PARENTING: Interpreting Kid Talk

“We live in an emotion-dismissing culture,” says John Gottman, Ph.D., author of Raising an Emotionally Intelligent Child, “but if you build an awareness about your child’s emotions and your own, particularly an awareness of smaller emotions, then it may not be necessary for emotions to escalate.”

Hearing and Listening: Are you hearing but not listening?

It is important that we translate what others say to us — particularly when our children talk to us. Often we hear the words, take the  meaning literally and get distracted from what the context and delivery offer in the broader more accurate interpretation.

We can never be absolutely sure of meaning for any given communication. Words are only a small part of meaning. Context, tone, volume and facial expressions also need to be considered. Only the sender can know for certain the meaning or intent; sometimes the sender gives a mixed message.

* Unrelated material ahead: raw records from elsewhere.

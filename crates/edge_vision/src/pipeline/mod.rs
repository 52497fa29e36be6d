pub mod builder;
pub mod report;

use std::{
    collections::HashSet,
    path::{Path, PathBuf},
    sync::{
        Arc,
        atomic::{AtomicBool, Ordering},
    },
};

use tracing::{debug, info, warn};

use crate::{
    detector::{Detector, detect},
    error::{EdgeError, Result},
    io::{ImageSource, codec},
    traits::Visualizer,
};
use report::{BatchReport, FileOutcome, FileStatus};

/// Cooperative cancellation flag, checked between files
#[derive(Debug, Clone, Default)]
pub struct CancelToken(Arc<AtomicBool>);

impl CancelToken {
    pub fn new() -> Self {
        Self::default()
    }

    pub fn cancel(&self) {
        self.0.store(true, Ordering::SeqCst);
    }

    pub fn is_cancelled(&self) -> bool {
        self.0.load(Ordering::SeqCst)
    }
}

/// Runs one detector over every image of a source tree, mirroring results
/// into an output tree
pub struct BatchRunner {
    source: ImageSource,
    output_root: PathBuf,
    detector: Detector,
    output_extension: String,
    load_as_gray: bool,
    visualize: bool,
    visualizer: Box<dyn Visualizer>,
    cancel: CancelToken,
}

impl BatchRunner {
    /// Create a new batch builder
    pub fn builder(input_root: impl Into<PathBuf>, output_root: impl Into<PathBuf>) -> builder::BatchBuilder {
        builder::BatchBuilder::new(input_root, output_root)
    }

    pub fn detector(&self) -> &Detector {
        &self.detector
    }

    pub fn source(&self) -> &ImageSource {
        &self.source
    }

    /// Process every discovered image in enumeration order.
    ///
    /// The input set is listed once before the first write, so files produced
    /// by this run are never picked up as inputs. Fails before touching any
    /// file when the source yields nothing. Per-file errors are recorded in
    /// the report and do not stop the run.
    pub fn run(&self) -> Result<BatchReport> {
        let inputs = self.source.list();
        if inputs.is_empty() {
            return Err(EdgeError::NoImages(self.source.root().to_path_buf()));
        }

        info!(
            "Running {} over {} images in {} -> {}",
            self.detector.method(),
            inputs.len(),
            self.source.root().display(),
            self.output_root.display()
        );

        let mut report = BatchReport::new(self.detector.clone());
        let mut written = HashSet::new();
        for input in inputs {
            if self.cancel.is_cancelled() {
                report.cancelled = true;
                break;
            }

            let status = match self.process_one(&input, &mut written) {
                Ok(output) => {
                    debug!("{} -> {}", input.display(), output.display());
                    FileStatus::Written { output }
                }
                Err(err) => {
                    warn!("Failed to process {}: {}", input.display(), err);
                    FileStatus::Failed {
                        reason: err.to_string(),
                    }
                }
            };
            report.outcomes.push(FileOutcome { input, status });
        }

        Ok(report)
    }

    fn process_one(&self, input: &Path, written: &mut HashSet<PathBuf>) -> Result<PathBuf> {
        let image = codec::load(input, self.load_as_gray)?;
        let edges = detect(&image, &self.detector)?;

        let output = self.mirrored_path(input)?;
        if written.contains(&output) {
            return Err(EdgeError::encode(
                &output,
                "output already written for another input in this run",
            ));
        }
        codec::save_gray(&edges, &output)?;
        written.insert(output.clone());

        if self.visualize {
            let title = format!("{} Edges", self.detector.method().title());
            if let Err(err) = self.visualizer.show(&image, &edges, ("Original", &title)) {
                warn!("Visualization failed for {}: {}", input.display(), err);
            }
        }

        Ok(output)
    }

    /// Same relative path under the output root, with the output extension
    pub fn mirrored_path(&self, input: &Path) -> Result<PathBuf> {
        let relative = input.strip_prefix(self.source.root()).map_err(|_| {
            EdgeError::Config(format!(
                "{} is outside the input root {}",
                input.display(),
                self.source.root().display()
            ))
        })?;
        Ok(self
            .output_root
            .join(relative)
            .with_extension(&self.output_extension))
    }
}

#[cfg(test)]
mod tests {
    use super::*;
    use crate::{types::{EdgeMap, PixelBuffer}, visualize::NoopVisualizer};
    use image::{GrayImage, Luma};
    use std::{fs, sync::Mutex};

    #[derive(Default)]
    struct RecordingVisualizer {
        titles: Mutex<Vec<(String, String)>>,
    }

    impl Visualizer for Arc<RecordingVisualizer> {
        fn show(&self, original: &PixelBuffer, processed: &EdgeMap, titles: (&str, &str)) -> Result<()> {
            assert_eq!(original.dimensions(), processed.dimensions());
            self.titles
                .lock()
                .expect("Lock should not be poisoned")
                .push((titles.0.to_string(), titles.1.to_string()));
            Ok(())
        }
    }

    fn write_square(path: &Path) {
        let image = GrayImage::from_fn(32, 32, |x, y| {
            if (8..24).contains(&x) && (8..24).contains(&y) {
                Luma([255])
            } else {
                Luma([0])
            }
        });
        codec::save_gray(&image, path).expect("Should write fixture");
    }

    #[test]
    fn test_mirrored_path_keeps_structure() {
        let dir = tempfile::tempdir().expect("Should create temp dir");
        let runner = BatchRunner::builder(dir.path(), "out")
            .build()
            .expect("Should build runner");

        let mirrored = runner
            .mirrored_path(&dir.path().join("sub").join("photo.JPG"))
            .expect("Should mirror path");
        assert_eq!(mirrored, Path::new("out").join("sub").join("photo.png"));
        assert!(runner.mirrored_path(Path::new("/elsewhere/x.png")).is_err());
    }

    #[test]
    fn test_empty_input_fails_fast() {
        let input = tempfile::tempdir().expect("Should create temp dir");
        let output = tempfile::tempdir().expect("Should create temp dir");
        fs::write(input.path().join("notes.txt"), b"no images here").expect("Should write file");

        let runner = BatchRunner::builder(input.path(), output.path().join("edges"))
            .build()
            .expect("Should build runner");
        assert!(matches!(runner.run(), Err(EdgeError::NoImages(_))));
        assert!(!output.path().join("edges").exists());
    }

    #[test]
    fn test_visualizer_called_only_when_enabled() {
        let input = tempfile::tempdir().expect("Should create temp dir");
        let output = tempfile::tempdir().expect("Should create temp dir");
        write_square(&input.path().join("a.png"));
        write_square(&input.path().join("b.png"));

        let recorder = Arc::new(RecordingVisualizer::default());
        let runner = BatchRunner::builder(input.path(), output.path())
            .detector(Detector::Sobel(Default::default()))
            .with_visualizer(recorder.clone())
            .build()
            .expect("Should build runner");
        runner.run().expect("Should run batch");
        assert!(recorder.titles.lock().expect("Lock").is_empty());

        let runner = BatchRunner::builder(input.path(), output.path())
            .detector(Detector::Sobel(Default::default()))
            .with_visualizer(recorder.clone())
            .visualize(true)
            .build()
            .expect("Should build runner");
        runner.run().expect("Should run batch");
        let titles = recorder.titles.lock().expect("Lock");
        assert_eq!(titles.len(), 2);
        assert_eq!(titles[0], ("Original".to_string(), "Sobel Edges".to_string()));
    }

    #[test]
    fn test_cancelled_run_stops_between_files() {
        let input = tempfile::tempdir().expect("Should create temp dir");
        let output = tempfile::tempdir().expect("Should create temp dir");
        write_square(&input.path().join("a.png"));
        write_square(&input.path().join("b.png"));

        let cancel = CancelToken::new();
        cancel.cancel();
        let runner = BatchRunner::builder(input.path(), output.path())
            .with_visualizer(NoopVisualizer)
            .with_cancel_token(cancel)
            .build()
            .expect("Should build runner");
        let report = runner.run().expect("Should run batch");
        assert!(report.cancelled);
        assert_eq!(report.processed(), 0);
    }

    #[test]
    fn test_output_collision_is_recorded() {
        let input = tempfile::tempdir().expect("Should create temp dir");
        let output = tempfile::tempdir().expect("Should create temp dir");
        write_square(&input.path().join("shot.bmp"));
        write_square(&input.path().join("shot.png"));

        let runner = BatchRunner::builder(input.path(), output.path())
            .build()
            .expect("Should build runner");
        let report = runner.run().expect("Should run batch");
        assert_eq!(report.succeeded(), 1);
        assert_eq!(report.failed(), 1);
        let (failed, _) = report.failures().next().expect("Should record the collision");
        assert_eq!(failed, input.path().join("shot.png"));
    }

    #[test]
    fn test_output_nested_in_input_is_not_reprocessed() {
        let input = tempfile::tempdir().expect("Should create temp dir");
        write_square(&input.path().join("a.png"));
        let output = input.path().join("edges");

        let runner = BatchRunner::builder(input.path(), &output)
            .recursive(true)
            .detector(Detector::Sobel(Default::default()))
            .build()
            .expect("Should build runner");

        for _ in 0..2 {
            let report = runner.run().expect("Should run batch");
            assert_eq!(report.processed(), 1);
            assert_eq!(report.succeeded(), 1);
        }
        assert!(output.join("a.png").is_file());
        assert!(!output.join("edges").exists());
    }

    #[test]
    fn test_failed_save_does_not_claim_output() {
        let input = tempfile::tempdir().expect("Should create temp dir");
        let output = tempfile::tempdir().expect("Should create temp dir");
        write_square(&input.path().join("shot.bmp"));
        write_square(&input.path().join("shot.png"));
        // A directory squatting on the target makes the first save fail
        fs::create_dir_all(output.path().join("shot.png").join("blocker"))
            .expect("Should create dir");

        let runner = BatchRunner::builder(input.path(), output.path())
            .build()
            .expect("Should build runner");
        let report = runner.run().expect("Should run batch");
        assert_eq!(report.failed(), 2);
        for (_, reason) in report.failures() {
            assert!(!reason.contains("already written"), "unexpected collision: {reason}");
        }
    }
}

Children want to be understood; they want their parents to stop and listen. When a child is not allowed to do some activity, he may say, “I hate you” or “you are a bad mommy.” Parents often get rapidly upset with those words and give attention with a lecture, punishment or give in to a tantrum letting the child have his way.

It is more useful to translate the communication. Acknowledge the feeling yet minimize attention. A parent’s response might be “I know you are disappointed (or angry) that your friend can not come over.” Be done with it; go on to what’s next.

Explanations are often particularly odd, saying a child is not allowed a certain feeling such as hate or a certain opinion. The oddness comes to play because nobody can control a child’s feeling or their opinion. Typically the feeling or stated opinion is not what is really going on.

Explanations generally serve to give more attention. For many children, the intensity and length of a lecture reinforces what they wanted — parental attention. If they get the attention, they may also eventually get their way.

Realize: “A tantrum is not a bad thing. It is actually an important developmental experience all kids need to have. Kids who don’t learn to express powerful feelings may have more trouble expressing them later. Your goal many not be to stop the tantrum, but instead to help your child work through it in a way that’s right for his development.” Gillian McNamee, Ph.D, Director of Teacher Education, Erickson Institute

If you can not ignore the words, Consider Time Out! It’s a much better solution for these situations.

Finally, in the midst of communication, give your children the most generous interpretation of what they say. It is not that they “hate” you or think you are “a bad parent.” It’s the here and now struggle with not getting their way.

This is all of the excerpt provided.